25. Oktober 2018 - 7:05 Uhr

Demonstranten mussten weggetragen werden

Die Polizei hat ein Protestcamp von Braunkohle-Gegnern in der Nähe des Hambacher Forstes geräumt. Rund ein Drittel der etwa 100 Aktivisten dort hätten das Camp in Kerpen-Manheim zuvor freiwillig verlassen, sagte eine Sprecherin der Polizei Aachen. Die anderen seien bei dem Einsatz teils weggetragen worden.

Neue Proteste geplant

Einige der Demonstranten hätten passiv Widerstand gegen die Räumung geleistet, unter anderem in Sitzblockaden. Von Dutzenden Aktivisten seien Personalien aufgenommen worden, anschließend hätten sie einen Platzverweis bekommen. Nach Polizeiangaben war das Zeltcamp auf einem ehemaligen Sportplatz ohne Zustimmung des Energiekonzerns RWE auf dessen Gelände errichtet worden.

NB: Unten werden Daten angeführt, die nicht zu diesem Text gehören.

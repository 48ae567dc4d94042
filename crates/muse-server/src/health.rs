//! Liveness, readiness and host metrics payloads.

use muse_classifier::{AcceleratorInfo, ModelState};
use serde::Serialize;
use sysinfo::{Disks, System};

/// `GET /api/v1/health` body.
#[derive(Debug, Clone, Serialize)]
pub struct HealthResponse {
    /// Always `"healthy"` while the process serves requests.
    pub status: &'static str,
    /// UTC timestamp, RFC 3339.
    pub timestamp: String,
    /// Service name.
    pub service: String,
}

/// Build the liveness body.
pub fn health_check(service: &str) -> HealthResponse {
    HealthResponse {
        status: "healthy",
        timestamp: now_rfc3339(),
        service: service.to_string(),
    }
}

/// `GET /api/v1/health/detailed` body.
#[derive(Debug, Clone, Serialize)]
pub struct DetailedHealthResponse {
    /// Always `"healthy"`.
    pub status: &'static str,
    /// UTC timestamp, RFC 3339.
    pub timestamp: String,
    /// Host resource usage.
    pub system: SystemMetrics,
    /// Accelerator availability.
    pub gpu: AcceleratorInfo,
    /// Model lifecycle.
    pub model: ModelStatus,
}

/// Host resource usage.
#[derive(Debug, Clone, PartialEq, Serialize)]
pub struct SystemMetrics {
    /// Global CPU usage, percent.
    pub cpu_percent: f64,
    /// Physical memory.
    pub memory: MemoryMetrics,
    /// Root filesystem.
    pub disk: DiskMetrics,
}

/// Physical memory usage.
#[derive(Debug, Clone, PartialEq, Serialize)]
pub struct MemoryMetrics {
    /// Installed memory, GiB.
    pub total_gb: f64,
    /// Memory available to new allocations, GiB.
    pub available_gb: f64,
    /// Share in use, percent.
    pub percent_used: f64,
}

/// Filesystem usage of the root mount.
#[derive(Debug, Clone, PartialEq, Serialize)]
pub struct DiskMetrics {
    /// Capacity, GiB.
    pub total_gb: f64,
    /// Free space, GiB.
    pub free_gb: f64,
    /// Share in use, percent.
    pub percent_used: f64,
}

/// Model section of the detailed health body.
#[derive(Debug, Clone, Serialize)]
pub struct ModelStatus {
    /// Model identifier.
    pub name: String,
    /// Lifecycle state.
    pub state: ModelState,
}

/// Build the detailed body from a metrics snapshot.
pub fn detailed_health(
    system: SystemMetrics,
    gpu: AcceleratorInfo,
    model: ModelStatus,
) -> DetailedHealthResponse {
    DetailedHealthResponse {
        status: "healthy",
        timestamp: now_rfc3339(),
        system,
        gpu,
        model,
    }
}

/// `GET /api/v1/ready` body.
#[derive(Debug, Clone, PartialEq, Eq, Serialize)]
pub struct ReadyResponse {
    /// `"ready"` or `"not_ready"`.
    pub status: &'static str,
    /// Whether the model handle exists.
    pub model_loaded: bool,
    /// Lifecycle state.
    pub state: ModelState,
}

/// Readiness strictly follows the model state.
pub fn readiness(state: ModelState) -> ReadyResponse {
    let ready = state == ModelState::Ready;
    ReadyResponse {
        status: if ready { "ready" } else { "not_ready" },
        model_loaded: ready,
        state,
    }
}

/// Sample CPU, memory and root disk usage.
///
/// Blocks for [`sysinfo::MINIMUM_CPU_UPDATE_INTERVAL`] to measure CPU load.
/// Call from `spawn_blocking`.
pub fn collect_system_metrics(sys: &mut System) -> SystemMetrics {
    sys.refresh_cpu_usage();
    std::thread::sleep(sysinfo::MINIMUM_CPU_UPDATE_INTERVAL);
    sys.refresh_cpu_usage();
    sys.refresh_memory();

    let disks = Disks::new_with_refreshed_list();
    let root = disks
        .iter()
        .find(|d| d.mount_point() == std::path::Path::new("/"))
        .or_else(|| disks.iter().next());
    let (disk_total, disk_free) = root.map_or((0, 0), |d| (d.total_space(), d.available_space()));

    SystemMetrics {
        cpu_percent: round2(f64::from(sys.global_cpu_usage())),
        memory: memory_metrics(sys.total_memory(), sys.available_memory()),
        disk: disk_metrics(disk_total, disk_free),
    }
}

/// Memory metrics from byte counts.
pub fn memory_metrics(total: u64, available: u64) -> MemoryMetrics {
    MemoryMetrics {
        total_gb: round2(gib(total)),
        available_gb: round2(gib(available)),
        percent_used: round2(percent(total.saturating_sub(available), total)),
    }
}

/// Disk metrics from byte counts.
pub fn disk_metrics(total: u64, free: u64) -> DiskMetrics {
    DiskMetrics {
        total_gb: round2(gib(total)),
        free_gb: round2(gib(free)),
        percent_used: round2(percent(total.saturating_sub(free), total)),
    }
}

#[allow(clippy::cast_precision_loss)]
fn gib(bytes: u64) -> f64 {
    bytes as f64 / 1024.0_f64.powi(3)
}

#[allow(clippy::cast_precision_loss)]
fn percent(part: u64, whole: u64) -> f64 {
    if whole == 0 {
        0.0
    } else {
        part as f64 / whole as f64 * 100.0
    }
}

fn round2(v: f64) -> f64 {
    (v * 100.0).round() / 100.0
}

fn now_rfc3339() -> String {
    chrono::Utc::now().to_rfc3339()
}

Das Unternehmen habe Strafantrag wegen Hausfriedensbruch gestellt.

Die Demonstranten des Aktionsbündnisses "Ende Gelände" wollten von dem Protestcamp aus neue Aktionen gegen den Kohleabbau starten. Möglich seien Blockaden von Schienen, Zufahrten oder Baggern, um Kraftwerke von der Kohlezufuhr abzuschneiden, hieß es. Im Internet wird bereits zu weiteren Protestaktionen aufgerufen.